A CSOP is a tax-advantaged option scheme under which a company may grant options to any employee or full-time director to acquire shares at an exercise price that must not be less than the market value* of the shares on the grant date.
What are the eligibility requirements for a CSOP?
Options cannot be granted by a company controlled by another company unless they are listed on a recognised stock exchange.
Options are granted on a discretionary basis to any employee or full-time director of the establishing company.
Options are not available to individuals with a material interest in said company (over 30%).
The maximum value of shares over which a participant may hold CSOP options is £30,000. The limit is calculated using the market value of the shares on the grant date.
Options can only be granted over fully paid, non-redeemable ordinary shares.
Options must be granted at an exercise price that is higher than the market value of the shares on the grant date. If the shares are listed on the London or New York Stock Exchange, HMRC accepts that the market value will be the mid-market closing price on the grant date. If the shares are not listed on either of these exchanges, the market value must be agreed with HMRC before the options are granted.
What is the tax treatment for a CSOP?
The recipient is exempt from Income Tax and National Insurance, provided they do not exercise their option for at least three years — but within 10 years — of the grant date. Their only tax liability is Capital Gains Tax (CGT) which will be charged at the point when they sell their shares.

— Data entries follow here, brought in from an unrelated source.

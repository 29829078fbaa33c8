//! The network intermediary: worker lifecycle, request strategies and the
//! reactor that serializes lifecycle events.
//!
//! ### Lifecycle
//! `installing -> installed -> activating -> active`. A failed install or a
//! failed activation ends in `redundant`; the previously active worker keeps
//! serving.
//!
//! ### Install
//! Every manifest resource is fetched concurrently and written into a fresh
//! generation. Any transport failure or non-2xx status fails the install and
//! the generation is never marked installed, so it can never be promoted.
//!
//! ### Activate
//! Promotes the worker's generation and purges every other one.

pub mod reactor;
mod strategy;

use serde::{Deserialize, Serialize};
use std::sync::Arc;
use tokio::task::JoinSet;
use url::Url;

use naturia_core::{AppConfig, CacheDb, Destination, Error, Generation, InterceptedRequest, RequestMode};

use crate::fetch::{Fetcher, identity, resolve};

pub use reactor::{ActivationReport, ControlMessage, InstallOutcome, Reactor, ReactorHandle, StatusReport, WorkerStatus};
pub(crate) use strategy::Route;

/// What a worker needs to know to install and to route requests.
#[derive(Debug, Clone, PartialEq, Eq)]
pub struct WorkerSettings {
    /// Generation name this worker installs and serves from.
    pub version: String,
    /// Absolute URLs written into the generation at install.
    pub manifest: Vec<Url>,
    /// Path fragments that mark a request as an API call.
    pub api_paths: Vec<String>,
    /// `error` text of the synthesized offline API response.
    pub offline_notice: String,
}

impl WorkerSettings {
    /// Resolve the configured manifest against the application origin.
    pub fn from_config(config: &AppConfig) -> Result<Self, Error> {
        let origin = config.origin_url().map_err(|e| Error::InvalidUrl(e.to_string()))?;
        let manifest = config
            .manifest
            .iter()
            .map(|entry| resolve(&origin, entry).map_err(|e| Error::InvalidUrl(format!("{entry}: {e}"))))
            .collect::<Result<Vec<_>, _>>()?;

        Ok(Self {
            version: config.cache_version.clone(),
            manifest,
            api_paths: config.api_paths.clone(),
            offline_notice: config.offline_notice.clone(),
        })
    }

    /// Same settings under another generation name.
    pub fn with_version(mut self, version: impl Into<String>) -> Self {
        self.version = version.into();
        self
    }
}

/// Where a worker is in its lifecycle.
#[derive(Debug, Clone, Copy, PartialEq, Eq, Serialize, Deserialize, schemars::JsonSchema)]
#[serde(rename_all = "lowercase")]
pub enum Phase {
    Installing,
    Installed,
    Activating,
    Active,
    Redundant,
}

/// One version of the intermediary, bound to one cache generation.
#[derive(Debug)]
pub struct Worker {
    db: CacheDb,
    generation: Generation,
    settings: Arc<WorkerSettings>,
    phase: Phase,
}

impl Worker {
    /// A worker about to install `settings.version`.
    pub fn new(db: &CacheDb, settings: WorkerSettings) -> Self {
        let generation = db.generation(&settings.version);
        Self { db: db.clone(), generation, settings: Arc::new(settings), phase: Phase::Installing }
    }

    /// An already-active worker over a generation promoted in an earlier run.
    pub(crate) fn resume(db: &CacheDb, generation: Generation, settings: WorkerSettings) -> Self {
        let settings = settings.with_version(generation.name());
        Self { db: db.clone(), generation, settings: Arc::new(settings), phase: Phase::Active }
    }

    pub fn version(&self) -> &str {
        &self.settings.version
    }

    pub fn phase(&self) -> Phase {
        self.phase
    }

    pub fn status(&self) -> WorkerStatus {
        WorkerStatus { version: self.version().to_string(), phase: self.phase }
    }

    /// Populate a fresh generation with the manifest.
    ///
    /// Returns the number of resources stored. On failure the worker is
    /// redundant and its generation stays unpromotable.
    pub async fn install(&mut self, fetcher: Arc<dyn Fetcher>) -> Result<usize, Error> {
        if self.phase != Phase::Installing {
            return Err(Error::GenerationNotReady(format!("{} cannot install while {:?}", self.version(), self.phase)));
        }

        match self.populate(fetcher).await {
            Ok(stored) => {
                self.phase = Phase::Installed;
                tracing::info!(version = %self.version(), stored, "install complete");
                Ok(stored)
            }
            Err(e) => {
                self.phase = Phase::Redundant;
                tracing::warn!(version = %self.version(), error = %e, "install failed");
                Err(e)
            }
        }
    }

    async fn populate(&self, fetcher: Arc<dyn Fetcher>) -> Result<usize, Error> {
        let generation = self.db.begin_generation(self.version()).await?;

        let mut fetches = JoinSet::new();
        for url in self.settings.manifest.iter().cloned() {
            let fetcher = fetcher.clone();
            fetches.spawn(async move {
                let request = InterceptedRequest::get(url, RequestMode::Cors, Destination::Empty);
                let result = fetcher.fetch(&request).await;
                (request, result)
            });
        }

        let mut stored = 0;
        while let Some(joined) = fetches.join_next().await {
            let (request, result) = joined
                .map_err(|e| Error::InstallFailed { resource: "manifest".into(), reason: e.to_string() })?;
            let resource = identity(&request.url);
            let response = match result {
                Ok(response) if response.is_success() => response,
                Ok(response) => {
                    return Err(Error::InstallFailed { resource, reason: format!("status {}", response.status) });
                }
                Err(e) => return Err(Error::InstallFailed { resource, reason: e.to_string() }),
            };
            generation.put(&request.method, &resource, &response).await?;
            stored += 1;
        }

        generation.mark_installed().await?;
        Ok(stored)
    }

    /// Promote this worker's generation and purge all others.
    ///
    /// Returns the purged generation names.
    pub async fn activate(&mut self) -> Result<Vec<String>, Error> {
        if self.phase != Phase::Installed {
            return Err(Error::GenerationNotReady(format!("{} cannot activate while {:?}", self.version(), self.phase)));
        }

        self.phase = Phase::Activating;
        match self.generation.promote().await {
            Ok(purged) => {
                self.phase = Phase::Active;
                tracing::info!(version = %self.version(), ?purged, "activated");
                Ok(purged)
            }
            Err(e) => {
                self.phase = Phase::Redundant;
                tracing::warn!(version = %self.version(), error = %e, "activation failed");
                Err(e)
            }
        }
    }

    pub(crate) fn route(&self, fetcher: Arc<dyn Fetcher>) -> Route {
        Route::new(self.generation.clone(), fetcher, self.settings.clone())
    }
}


#[cfg(test)]
mod tests {
    use super::testing::*;
    use super::*;
    use naturia_core::GenerationState;

    #[test]
    fn test_settings_from_config_resolves_manifest() {
        let config = AppConfig { origin: "https://naturia.test".into(), ..Default::default() };
        let settings = WorkerSettings::from_config(&config).unwrap();

        assert_eq!(settings.version, "naturia-chile-v1");
        assert_eq!(settings.manifest[0].as_str(), "https://naturia.test/");
        assert_eq!(settings.manifest[1].as_str(), "https://naturia.test/static/css/styles.css");
        assert_eq!(settings.manifest[4].host_str(), Some("fonts.googleapis.com"));
    }

    #[tokio::test]
    async fn test_install_then_activate() {
        let db = CacheDb::open_in_memory().await.unwrap();
        let fetcher = ScriptedFetcher::new();
        fetcher.respond("/", 200, "<html>");
        fetcher.respond("/static/js/app.js", 200, "app()");

        let mut worker = Worker::new(&db, settings("v1", &["/", "/static/js/app.js"]));
        assert_eq!(worker.phase(), Phase::Installing);

        assert_eq!(worker.install(fetcher.clone()).await.unwrap(), 2);
        assert_eq!(worker.phase(), Phase::Installed);
        assert_eq!(db.generation("v1").state().await.unwrap(), Some(GenerationState::Installed));

        assert!(worker.activate().await.unwrap().is_empty());
        assert_eq!(worker.phase(), Phase::Active);
        assert_eq!(db.current_generation().await.unwrap().unwrap().name(), "v1");
    }

    #[tokio::test]
    async fn test_install_fails_on_error_status() {
        let db = CacheDb::open_in_memory().await.unwrap();
        let fetcher = ScriptedFetcher::new();
        fetcher.respond("/", 200, "<html>");

        let mut worker = Worker::new(&db, settings("v1", &["/", "/static/missing.css"]));
        let err = worker.install(fetcher).await.unwrap_err();

        assert!(matches!(err, Error::InstallFailed { ref resource, .. } if resource.ends_with("/static/missing.css")));
        assert_eq!(worker.phase(), Phase::Redundant);
        assert_eq!(db.generation("v1").state().await.unwrap(), Some(GenerationState::Populating));
        assert!(matches!(worker.activate().await, Err(Error::GenerationNotReady(_))));
        assert!(db.generation("v1").promote().await.is_err());
    }

    #[tokio::test]
    async fn test_install_fails_offline() {
        let db = CacheDb::open_in_memory().await.unwrap();
        let fetcher = ScriptedFetcher::new();
        fetcher.respond("/", 200, "<html>");
        fetcher.set_offline(true);

        let mut worker = Worker::new(&db, settings("v1", &["/"]));
        assert!(matches!(worker.install(fetcher).await, Err(Error::InstallFailed { .. })));
        assert_eq!(worker.phase(), Phase::Redundant);
    }

    #[tokio::test]
    async fn test_install_twice_rejected() {
        let db = CacheDb::open_in_memory().await.unwrap();
        let fetcher = ScriptedFetcher::new();

        let mut worker = Worker::new(&db, settings("v1", &[]));
        worker.install(fetcher.clone()).await.unwrap();
        assert!(matches!(worker.install(fetcher).await, Err(Error::GenerationNotReady(_))));
    }
}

Recipients benefit from a CGT annual exemption and thereafter gains are subject to CGT at the top rate of 20%.
If the recipient exercises within three years of the grant, they’ll still benefit from this Income Tax and National Insurance exemption provided:
- They’re exercised within 6 months of cessation of employment for certain ‘good leaver’ reasons (injury, disability, redundancy, retirement, or the transfer of the company that employs the participant out of the group or a transfer of employment on the sale of a business out of the group).
- They’re exercised by the recipient’s personal representatives within 12 months of death.
- They’re exercised within 6 months of certain cash takeovers.
What are the filing requirements for a CSOP?
Your CSOP needs to be registered with HMRC on or before 6 July following the tax year in which the options are first granted via HMRC’s ERS online service. When the plan is first registered the company must declare the CSOP meets the conditions of Schedule 4 ITEPA 2003.
Can I administer a CSOP on the Vestd platform?
Yes, absolutely. Although we don’t provide the templates or documentation to grant new CSOPs, we can digitise existing agreements and administer them through the platform. Please contact firstname.lastname@example.org if this is something you’d like to do. Alternatively, our standard unapproved options agreements can be tweaked by your lawyers to fit CSOP requirements.
*Market value is defined in paragraph 36(1) as having the same meaning as in Part VIII Taxation of Chargeable Gains Act (TCGA) 1992. In short, this means the price assets might reasonably be expected to fetch on a sale in the open market.